ENTRIES SUPPLIED:

........

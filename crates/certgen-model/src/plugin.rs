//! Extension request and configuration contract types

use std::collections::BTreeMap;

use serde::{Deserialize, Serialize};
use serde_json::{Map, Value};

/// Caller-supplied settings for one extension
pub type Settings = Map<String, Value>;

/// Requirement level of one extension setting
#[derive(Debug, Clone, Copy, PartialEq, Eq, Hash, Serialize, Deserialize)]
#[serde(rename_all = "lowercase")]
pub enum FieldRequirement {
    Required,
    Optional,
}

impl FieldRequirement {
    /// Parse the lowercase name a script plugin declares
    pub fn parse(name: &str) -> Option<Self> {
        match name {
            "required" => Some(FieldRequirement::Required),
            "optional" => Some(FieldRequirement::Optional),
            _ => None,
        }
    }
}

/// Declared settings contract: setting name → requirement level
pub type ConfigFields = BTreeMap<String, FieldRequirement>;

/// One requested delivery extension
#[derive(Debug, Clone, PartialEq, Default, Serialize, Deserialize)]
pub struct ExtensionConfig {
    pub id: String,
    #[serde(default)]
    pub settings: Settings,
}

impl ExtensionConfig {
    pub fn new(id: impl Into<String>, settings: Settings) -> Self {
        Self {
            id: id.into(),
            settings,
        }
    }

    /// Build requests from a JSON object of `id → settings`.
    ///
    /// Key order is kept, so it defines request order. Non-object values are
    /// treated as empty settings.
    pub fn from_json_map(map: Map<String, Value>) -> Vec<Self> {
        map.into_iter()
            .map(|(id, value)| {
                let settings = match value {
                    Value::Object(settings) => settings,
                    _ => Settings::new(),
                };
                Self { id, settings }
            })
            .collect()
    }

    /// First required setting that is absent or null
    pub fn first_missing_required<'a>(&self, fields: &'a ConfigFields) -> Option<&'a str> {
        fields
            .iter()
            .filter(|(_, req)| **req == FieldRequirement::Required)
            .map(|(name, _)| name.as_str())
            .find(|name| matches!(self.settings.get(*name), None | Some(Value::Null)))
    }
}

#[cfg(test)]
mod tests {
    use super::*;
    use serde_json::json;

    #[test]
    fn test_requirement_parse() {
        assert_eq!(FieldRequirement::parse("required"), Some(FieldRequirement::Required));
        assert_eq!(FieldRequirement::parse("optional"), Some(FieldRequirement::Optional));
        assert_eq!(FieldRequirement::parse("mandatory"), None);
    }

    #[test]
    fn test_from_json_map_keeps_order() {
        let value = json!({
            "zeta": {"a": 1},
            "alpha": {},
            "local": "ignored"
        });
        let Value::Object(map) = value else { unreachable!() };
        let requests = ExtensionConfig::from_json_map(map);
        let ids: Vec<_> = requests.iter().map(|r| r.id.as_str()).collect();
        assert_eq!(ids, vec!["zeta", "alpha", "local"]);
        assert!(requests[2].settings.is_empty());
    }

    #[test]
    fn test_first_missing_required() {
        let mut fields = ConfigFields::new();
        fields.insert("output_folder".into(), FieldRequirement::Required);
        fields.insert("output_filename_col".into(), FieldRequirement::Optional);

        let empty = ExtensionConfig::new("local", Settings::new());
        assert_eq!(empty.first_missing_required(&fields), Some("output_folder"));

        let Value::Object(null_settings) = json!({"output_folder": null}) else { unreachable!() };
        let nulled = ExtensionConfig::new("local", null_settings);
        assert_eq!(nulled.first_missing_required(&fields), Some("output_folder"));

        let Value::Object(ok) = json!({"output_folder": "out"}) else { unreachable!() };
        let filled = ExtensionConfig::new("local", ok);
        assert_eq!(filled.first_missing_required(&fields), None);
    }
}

........

PROBLEM REQUIREMENTS: Return the material above in full, exactly as it appears.

SOLUTION FOR THIS TASK:
filename crates/certgen-model/src/plugin.rs
//! Extension request and configuration contract types

use std::collections::BTreeMap;

use serde::{Deserialize, Serialize};
use serde_json::{Map, Value};

/// Caller-supplied settings for one extension
pub type Settings = Map<String, Value>;

/// Requirement level of one extension setting
#[derive(Debug, Clone, Copy, PartialEq, Eq, Hash, Serialize, Deserialize)]
#[serde(rename_all = "lowercase")]
pub enum FieldRequirement {
    Required,
    Optional,
}

impl FieldRequirement {
    /// Parse the lowercase name a script plugin declares
    pub fn parse(name: &str) -> Option<Self> {
        match name {
            "required" => Some(FieldRequirement::Required),
            "optional" => Some(FieldRequirement::Optional),
            _ => None,
        }
    }
}

/// Declared settings contract: setting name → requirement level
pub type ConfigFields = BTreeMap<String, FieldRequirement>;

/// One requested delivery extension
#[derive(Debug, Clone, PartialEq, Default, Serialize, Deserialize)]
pub struct ExtensionConfig {
    pub id: String,
    #[serde(default)]
    pub settings: Settings,
}

impl ExtensionConfig {
    pub fn new(id: impl Into<String>, settings: Settings) -> Self {
        Self {
            id: id.into(),
            settings,
        }
    }

    /// Build requests from a JSON object of `id → settings`.
    ///
    /// Key order is kept, so it defines request order. Non-object values are
    /// treated as empty settings.
    pub fn from_json_map(map: Map<String, Value>) -> Vec<Self> {
        map.into_iter()
            .map(|(id, value)| {
                let settings = match value {
                    Value::Object(settings) => settings,
                    _ => Settings::new(),
                };
                Self { id, settings }
            })
            .collect()
    }

    /// First required setting that is absent or null
    pub fn first_missing_required<'a>(&self, fields: &'a ConfigFields) -> Option<&'a str> {
        fields
            .iter()
            .filter(|(_, req)| **req == FieldRequirement::Required)
            .map(|(name, _)| name.as_str())
            .find(|name| matches!(self.settings.get(*name), None | Some(Value::Null)))
    }
}

#[cfg(test)]
mod tests {
    use super::*;
    use serde_json::json;

    #[test]
    fn test_requirement_parse() {
        assert_eq!(FieldRequirement::parse("required"), Some(FieldRequirement::Required));
        assert_eq!(FieldRequirement::parse("optional"), Some(FieldRequirement::Optional));
        assert_eq!(FieldRequirement::parse("mandatory"), None);
    }

    #[test]
    fn test_from_json_map_keeps_order() {
        let value = json!({
            "zeta": {"a": 1},
            "alpha": {},
            "local": "ignored"
        });
        let Value::Object(map) = value else { unreachable!() };
        let requests = ExtensionConfig::from_json_map(map);
        let ids: Vec<_> = requests.iter().map(|r| r.id.as_str()).collect();
        assert_eq!(ids, vec!["zeta", "alpha", "local"]);
        assert!(requests[2].settings.is_empty());
    }

    #[test]
    fn test_first_missing_required() {
        let mut fields = ConfigFields::new();
        fields.insert("output_folder".into(), FieldRequirement::Required);
        fields.insert("output_filename_col".into(), FieldRequirement::Optional);

        let empty = ExtensionConfig::new("local", Settings::new());
        assert_eq!(empty.first_missing_required(&fields), Some("output_folder"));

        let Value::Object(null_settings) = json!({"output_folder": null}) else { unreachable!() };
        let nulled = ExtensionConfig::new("local", null_settings);
        assert_eq!(nulled.first_missing_required(&fields), Some("output_folder"));

        let Value::Object(ok) = json!({"output_folder": "out"}) else { unreachable!() };
        let filled = ExtensionConfig::new("local", ok);
        assert_eq!(filled.first_missing_required(&fields), None);
    }
}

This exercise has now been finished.